▶ [DESCRIPTION OF THE TASK]
Retyping the data exactly is the task. Include every line.

[Stored data]
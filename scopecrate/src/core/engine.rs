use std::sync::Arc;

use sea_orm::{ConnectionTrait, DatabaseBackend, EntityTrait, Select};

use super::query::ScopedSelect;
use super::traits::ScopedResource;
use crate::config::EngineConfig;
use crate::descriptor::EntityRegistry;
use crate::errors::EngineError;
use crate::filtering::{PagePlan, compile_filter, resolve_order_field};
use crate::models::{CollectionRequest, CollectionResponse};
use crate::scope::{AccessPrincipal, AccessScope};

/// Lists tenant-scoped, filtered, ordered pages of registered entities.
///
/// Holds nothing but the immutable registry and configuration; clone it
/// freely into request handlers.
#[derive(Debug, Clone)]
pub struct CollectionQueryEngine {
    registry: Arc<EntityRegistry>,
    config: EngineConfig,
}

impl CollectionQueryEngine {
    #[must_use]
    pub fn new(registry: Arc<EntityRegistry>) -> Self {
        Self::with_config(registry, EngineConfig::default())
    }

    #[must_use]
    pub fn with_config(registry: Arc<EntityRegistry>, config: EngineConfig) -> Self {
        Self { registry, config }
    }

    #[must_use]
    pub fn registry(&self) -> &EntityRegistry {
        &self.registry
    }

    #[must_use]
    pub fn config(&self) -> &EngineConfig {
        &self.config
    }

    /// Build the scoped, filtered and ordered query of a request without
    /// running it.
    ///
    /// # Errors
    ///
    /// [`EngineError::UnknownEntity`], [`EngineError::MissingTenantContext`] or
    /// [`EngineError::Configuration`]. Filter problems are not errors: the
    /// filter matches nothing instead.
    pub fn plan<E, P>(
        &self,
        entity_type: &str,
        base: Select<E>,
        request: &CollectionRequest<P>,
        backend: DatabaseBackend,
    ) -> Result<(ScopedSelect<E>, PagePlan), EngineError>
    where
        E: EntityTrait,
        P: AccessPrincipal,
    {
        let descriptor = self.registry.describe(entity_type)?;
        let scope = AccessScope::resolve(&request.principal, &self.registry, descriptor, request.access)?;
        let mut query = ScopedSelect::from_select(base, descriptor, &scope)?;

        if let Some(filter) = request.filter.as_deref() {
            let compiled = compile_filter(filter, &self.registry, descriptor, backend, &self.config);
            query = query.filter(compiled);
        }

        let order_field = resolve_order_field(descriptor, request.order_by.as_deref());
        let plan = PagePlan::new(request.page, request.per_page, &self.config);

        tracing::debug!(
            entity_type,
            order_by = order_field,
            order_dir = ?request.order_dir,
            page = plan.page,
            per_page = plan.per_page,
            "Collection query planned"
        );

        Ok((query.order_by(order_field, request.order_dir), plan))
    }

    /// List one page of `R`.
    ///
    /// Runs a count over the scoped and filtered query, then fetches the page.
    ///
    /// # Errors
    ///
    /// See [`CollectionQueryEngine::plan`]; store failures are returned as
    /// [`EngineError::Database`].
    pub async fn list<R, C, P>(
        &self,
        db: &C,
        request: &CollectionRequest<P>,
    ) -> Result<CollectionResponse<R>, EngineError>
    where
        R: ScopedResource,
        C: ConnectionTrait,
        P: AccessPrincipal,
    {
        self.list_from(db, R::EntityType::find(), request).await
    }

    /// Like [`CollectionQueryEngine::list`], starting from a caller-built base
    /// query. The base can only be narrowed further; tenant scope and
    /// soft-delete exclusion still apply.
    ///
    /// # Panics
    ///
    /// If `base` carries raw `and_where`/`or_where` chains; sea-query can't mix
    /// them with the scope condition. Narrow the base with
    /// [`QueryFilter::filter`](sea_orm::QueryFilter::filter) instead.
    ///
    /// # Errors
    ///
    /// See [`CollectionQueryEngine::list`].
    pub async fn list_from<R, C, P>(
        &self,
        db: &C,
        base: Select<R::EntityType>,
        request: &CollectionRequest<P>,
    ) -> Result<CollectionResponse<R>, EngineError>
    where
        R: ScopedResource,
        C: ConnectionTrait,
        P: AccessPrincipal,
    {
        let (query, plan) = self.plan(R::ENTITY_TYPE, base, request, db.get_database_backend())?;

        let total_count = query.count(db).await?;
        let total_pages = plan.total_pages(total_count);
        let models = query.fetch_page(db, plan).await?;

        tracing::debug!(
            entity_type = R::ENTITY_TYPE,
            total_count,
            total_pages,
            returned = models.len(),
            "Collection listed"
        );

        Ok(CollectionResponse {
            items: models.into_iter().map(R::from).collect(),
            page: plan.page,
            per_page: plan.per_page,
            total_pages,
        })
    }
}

▶ [OUTPUT OF THE EXERCISE]
filename scopecrate/src/core/engine.rs
use std::sync::Arc;

use sea_orm::{ConnectionTrait, DatabaseBackend, EntityTrait, Select};

use super::query::ScopedSelect;
use super::traits::ScopedResource;
use crate::config::EngineConfig;
use crate::descriptor::EntityRegistry;
use crate::errors::EngineError;
use crate::filtering::{PagePlan, compile_filter, resolve_order_field};
use crate::models::{CollectionRequest, CollectionResponse};
use crate::scope::{AccessPrincipal, AccessScope};

/// Lists tenant-scoped, filtered, ordered pages of registered entities.
///
/// Holds nothing but the immutable registry and configuration; clone it
/// freely into request handlers.
#[derive(Debug, Clone)]
pub struct CollectionQueryEngine {
    registry: Arc<EntityRegistry>,
    config: EngineConfig,
}

impl CollectionQueryEngine {
    #[must_use]
    pub fn new(registry: Arc<EntityRegistry>) -> Self {
        Self::with_config(registry, EngineConfig::default())
    }

    #[must_use]
    pub fn with_config(registry: Arc<EntityRegistry>, config: EngineConfig) -> Self {
        Self { registry, config }
    }

    #[must_use]
    pub fn registry(&self) -> &EntityRegistry {
        &self.registry
    }

    #[must_use]
    pub fn config(&self) -> &EngineConfig {
        &self.config
    }

    /// Build the scoped, filtered and ordered query of a request without
    /// running it.
    ///
    /// # Errors
    ///
    /// [`EngineError::UnknownEntity`], [`EngineError::MissingTenantContext`] or
    /// [`EngineError::Configuration`]. Filter problems are not errors: the
    /// filter matches nothing instead.
    pub fn plan<E, P>(
        &self,
        entity_type: &str,
        base: Select<E>,
        request: &CollectionRequest<P>,
        backend: DatabaseBackend,
    ) -> Result<(ScopedSelect<E>, PagePlan), EngineError>
    where
        E: EntityTrait,
        P: AccessPrincipal,
    {
        let descriptor = self.registry.describe(entity_type)?;
        let scope = AccessScope::resolve(&request.principal, &self.registry, descriptor, request.access)?;
        let mut query = ScopedSelect::from_select(base, descriptor, &scope)?;

        if let Some(filter) = request.filter.as_deref() {
            let compiled = compile_filter(filter, &self.registry, descriptor, backend, &self.config);
            query = query.filter(compiled);
        }

        let order_field = resolve_order_field(descriptor, request.order_by.as_deref());
        let plan = PagePlan::new(request.page, request.per_page, &self.config);

        tracing::debug!(
            entity_type,
            order_by = order_field,
            order_dir = ?request.order_dir,
            page = plan.page,
            per_page = plan.per_page,
            "Collection query planned"
        );

        Ok((query.order_by(order_field, request.order_dir), plan))
    }

    /// List one page of `R`.
    ///
    /// Runs a count over the scoped and filtered query, then fetches the page.
    ///
    /// # Errors
    ///
    /// See [`CollectionQueryEngine::plan`]; store failures are returned as
    /// [`EngineError::Database`].
    pub async fn list<R, C, P>(
        &self,
        db: &C,
        request: &CollectionRequest<P>,
    ) -> Result<CollectionResponse<R>, EngineError>
    where
        R: ScopedResource,
        C: ConnectionTrait,
        P: AccessPrincipal,
    {
        self.list_from(db, R::EntityType::find(), request).await
    }

    /// Like [`CollectionQueryEngine::list`], starting from a caller-built base
    /// query. The base can only be narrowed further; tenant scope and
    /// soft-delete exclusion still apply.
    ///
    /// # Panics
    ///
    /// If `base` carries raw `and_where`/`or_where` chains; sea-query can't mix
    /// them with the scope condition. Narrow the base with
    /// [`QueryFilter::filter`](sea_orm::QueryFilter::filter) instead.
    ///
    /// # Errors
    ///
    /// See [`CollectionQueryEngine::list`].
    pub async fn list_from<R, C, P>(
        &self,
        db: &C,
        base: Select<R::EntityType>,
        request: &CollectionRequest<P>,
    ) -> Result<CollectionResponse<R>, EngineError>
    where
        R: ScopedResource,
        C: ConnectionTrait,
        P: AccessPrincipal,
    {
        let (query, plan) = self.plan(R::ENTITY_TYPE, base, request, db.get_database_backend())?;

        let total_count = query.count(db).await?;
        let total_pages = plan.total_pages(total_count);
        let models = query.fetch_page(db, plan).await?;

        tracing::debug!(
            entity_type = R::ENTITY_TYPE,
            total_count,
            total_pages,
            returned = models.len(),
            "Collection listed"
        );

        Ok(CollectionResponse {
            items: models.into_iter().map(R::from).collect(),
            page: plan.page,
            per_page: plan.per_page,
            total_pages,
        })
    }
}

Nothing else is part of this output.